#### DATA
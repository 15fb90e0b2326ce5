use actix_web::{web, HttpResponse};
use serde_json::json;

use crate::AppState;

/// GET /health
pub async fn liveness() -> HttpResponse {
    HttpResponse::Ok().json(json!({
        "status": "ok",
        "service": "timeline-service",
        "version": env!("CARGO_PKG_VERSION"),
    }))
}

/// GET /health/ready - the store must answer a ping
pub async fn readiness(state: web::Data<AppState>) -> HttpResponse {
    match state.store.ping().await {
        Ok(()) => HttpResponse::Ok().json(json!({ "status": "ready" })),
        Err(err) => {
            tracing::warn!(error = %err, "Readiness check failed");
            HttpResponse::ServiceUnavailable().json(json!({
                "status": "unavailable",
                "error": "store unreachable",
            }))
        }
    }
}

#### TASK GOAL
Search the entries for the word "error". Copy each line where it appears.

#### RESPONSE TO THIS EXERCISE
            tracing::warn!(error = %err, "Readiness check failed");
                "error": "store unreachable",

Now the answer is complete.